In Pictures
Rosia Montana: Seeds of utopia in town almost lost to gold mining
Hope and unease in fertile Romanian village, six years after protests halted plans for Europe’s largest gold mine.
Transylvania, Romania – In 2013, Rosia Montana was almost destroyed to make way for a gold mine – plans that continue to haunt the village which sits in the Apuseni Mountains of western Transylvania.
Six years ago, Gabriel Resources, a Canadian company, came close to destroying “red mountain” to build Europe’s largest gold mine.
Tens of thousands of people protested weekly for months in a row to defend the commune, eventually forcing the government halt plans to build the mine, but the company did not give up.
In 2015, it sued Romania before of the ICSID, the World Bank arbitration court, asking for a reported four billion dollars in damages.
At the time, Gabriel Resources had already purchased much property in the village; only those determined to fight until the end stayed.
While the arbitration case advanced out of public sight in Washington, new people started moving into Rosia.
Activists, architects, artists and free spirits can now be found here creating a new kind of community, one based on neighbourly cooperation.
In 2017, riding the wave of public sympathy for Rosia Montana, a technocratic government submitted an application to UNESCO to make it a World Heritage Site.

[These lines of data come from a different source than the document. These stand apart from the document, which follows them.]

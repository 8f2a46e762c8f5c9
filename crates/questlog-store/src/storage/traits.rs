//! The capability contract shared by the remote and local backends.
//!
//! Both `RemoteStore` and `LocalStore` implement `StoreBackend`; the
//! selector hands out one of them behind `Arc<dyn StoreBackend>`. Backend
//! methods report failures as `StoreError`; mapping to sentinel values
//! happens once, in `DataService`.

use async_trait::async_trait;
use serde::{Deserialize, Serialize};
use serde_json::Value;

use crate::error::{Result, StoreError};
use crate::types::{ActivityEvent, ConnectionStatus, Group, Identity, Item, ItemType, UserRecord};

#[derive(Debug, Clone, Copy, PartialEq, Eq, Serialize, Deserialize)]
#[serde(rename_all = "snake_case")]
pub enum BackendKind {
    Remote,
    Local,
}

#[async_trait]
pub trait StoreBackend: Send + Sync {
    fn kind(&self) -> BackendKind;

    /// React to the authenticated identity changing (`None` on sign-out).
    fn set_identity(&self, identity: Option<Identity>);

    /// Identity operations are currently scoped to, if any.
    fn identity(&self) -> Option<Identity>;

    /// Read the user record, creating and persisting the default record
    /// if none exists yet.
    async fn get_user_data(&self) -> Result<UserRecord, StoreError>;

    /// Replace the whole user record.
    async fn save_user_data(&self, record: &UserRecord) -> Result<(), StoreError>;

    /// Set one top-level field and advance `lastActive`.
    async fn update_field(&self, name: &str, value: Value) -> Result<(), StoreError>;

    /// Create an item and return its id.
    async fn save_item(
        &self,
        kind: ItemType,
        title: &str,
        description: &str,
    ) -> Result<String, StoreError>;

    /// All items for the identity, oldest first.
    async fn get_user_items(&self) -> Result<Vec<Item>, StoreError>;

    async fn save_group(&self, group: &Group) -> Result<(), StoreError> {
        let value = serde_json::to_value(group).map_err(|e| StoreError::serialization("group", e))?;
        self.update_field("group", value).await
    }

    async fn get_group(&self) -> Result<Option<Group>, StoreError>;

    /// Probe the backend; refreshes what `connection_status` reports.
    async fn test_connection(&self) -> bool;

    fn connection_status(&self) -> ConnectionStatus;

    /// Record an analytics event. Implementations swallow their own failures.
    async fn log_activity(&self, event: &ActivityEvent);
}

The village has a history of two millennia and it hosts Roman mining galleries and architecture spanning centuries.
Even as UNESCO indicated the village was likely to get international protection, Romania’s new Social-Democratic government withdrew the application in 2018.
Activists feared this meant Romania was gearing up to cut a deal with the company.

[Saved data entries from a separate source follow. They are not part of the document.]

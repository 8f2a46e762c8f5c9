//! RestTree: `TreeDatabase` over a realtime database's REST interface.
//!
//! Every path maps to `{base}/{path}.json`. Reads are `GET`, writes `PUT`
//! (or `DELETE` for `null`), appends `POST` (the server answers with the
//! generated key as `{"name": "..."}`).

use std::time::Duration;

use async_trait::async_trait;
use serde::Deserialize;
use serde_json::Value;
use url::Url;

use crate::config::RemoteOptions;
use crate::error::{Result, StoreError};

use super::tree::TreeDatabase;

pub struct RestTree {
    client: reqwest::Client,
    base: Url,
    auth_token: Option<String>,
}

#[derive(Deserialize)]
struct PushResponse {
    name: String,
}

impl RestTree {
    pub fn new(base_url: &str, auth_token: Option<String>, timeout: Duration) -> Result<Self, StoreError> {
        let base = Url::parse(base_url)
            .map_err(|e| StoreError::Unavailable(format!("invalid remote URL \"{base_url}\": {e}")))?;
        let client = reqwest::Client::builder().timeout(timeout).build()?;
        Ok(Self {
            client,
            base,
            auth_token,
        })
    }

    /// Build from options; `None` when no base URL is configured.
    pub fn from_options(options: &RemoteOptions) -> Option<Result<Self, StoreError>> {
        let base = options.base_url.as_deref()?;
        Some(Self::new(
            base,
            options.auth_token.clone(),
            options.request_timeout(),
        ))
    }

    /// REST URL for a tree path.
    pub fn url_for(&self, path: &str) -> Url {
        let mut url = self.base.clone();
        let prefix = self.base.path().trim_end_matches('/');
        let path = path.trim_matches('/');
        url.set_path(&format!("{prefix}/{path}.json"));
        url.set_query(None);
        if let Some(token) = &self.auth_token {
            url.query_pairs_mut().append_pair("auth", token);
        }
        url
    }

    fn check(path: &str, response: reqwest::Response) -> Result<reqwest::Response, StoreError> {
        let status = response.status();
        if status.is_success() {
            Ok(response)
        } else {
            Err(StoreError::remote(path, format!("HTTP {}", status.as_u16())))
        }
    }
}

#[async_trait]
impl TreeDatabase for RestTree {
    async fn connect(&self) -> Result<(), StoreError> {
        let mut url = self.url_for("");
        url.query_pairs_mut().append_pair("shallow", "true");
        let response = self.client.get(url).send().await?;
        Self::check("", response)?;
        Ok(())
    }

    async fn get(&self, path: &str) -> Result<Option<Value>, StoreError> {
        let response = self.client.get(self.url_for(path)).send().await?;
        let value: Value = Self::check(path, response)?.json().await?;
        Ok(if value.is_null() { None } else { Some(value) })
    }

    async fn set(&self, path: &str, value: Value) -> Result<(), StoreError> {
        let url = self.url_for(path);
        let request = if value.is_null() {
            self.client.delete(url)
        } else {
            self.client.put(url).json(&value)
        };
        Self::check(path, request.send().await?)?;
        Ok(())
    }

    async fn push(&self, path: &str, value: Value) -> Result<String, StoreError> {
        let response = self.client.post(self.url_for(path)).json(&value).send().await?;
        let body: PushResponse = Self::check(path, response)?.json().await?;
        Ok(body.name)
    }
}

Today, Rosia Montana is in limbo.
People who want to renovate buildings or start businesses say they struggle to get permits as the mine might still go ahead.
Yet the local community is flourishing.
Fashionable youngsters, bikers and herbal medicine aficionados co-exist alongside retired miners, village priests and peasants, in a throwback to the multiethnic, multi-faith past of Rosia Montana.
This motley society has its shared myths, forged in the years battling the mining plan, and a common vision for the future.
Rosia has a strong international brand, they say, and the village is ready for reconstruction.
Corina Suteu, Romania’s former minister of culture, said missing out on the UNESCO stamp could hinder restructuring efforts and hold the area back from becoming a rich tourist hub and ecological site.
Earlier this year, in a move that has alarmed the local community and activists, the Romanian government proposed a draft mining law which would make it easy to grant new permits for the mine previously denied by national authorities or courts.
“The new law is a confirmation and a first physical step towards a settlement and the still possible go-ahead for the mine,” said Stephanie Roth, an activist who received the Goldman Environmental Prize for campaigning against the mine.
Suteu added: “What is certain is that this region continues to be protected by national law.
“Any attempts to reverse this protection are not in line with the national interest and a public agenda of protecting patrimony.”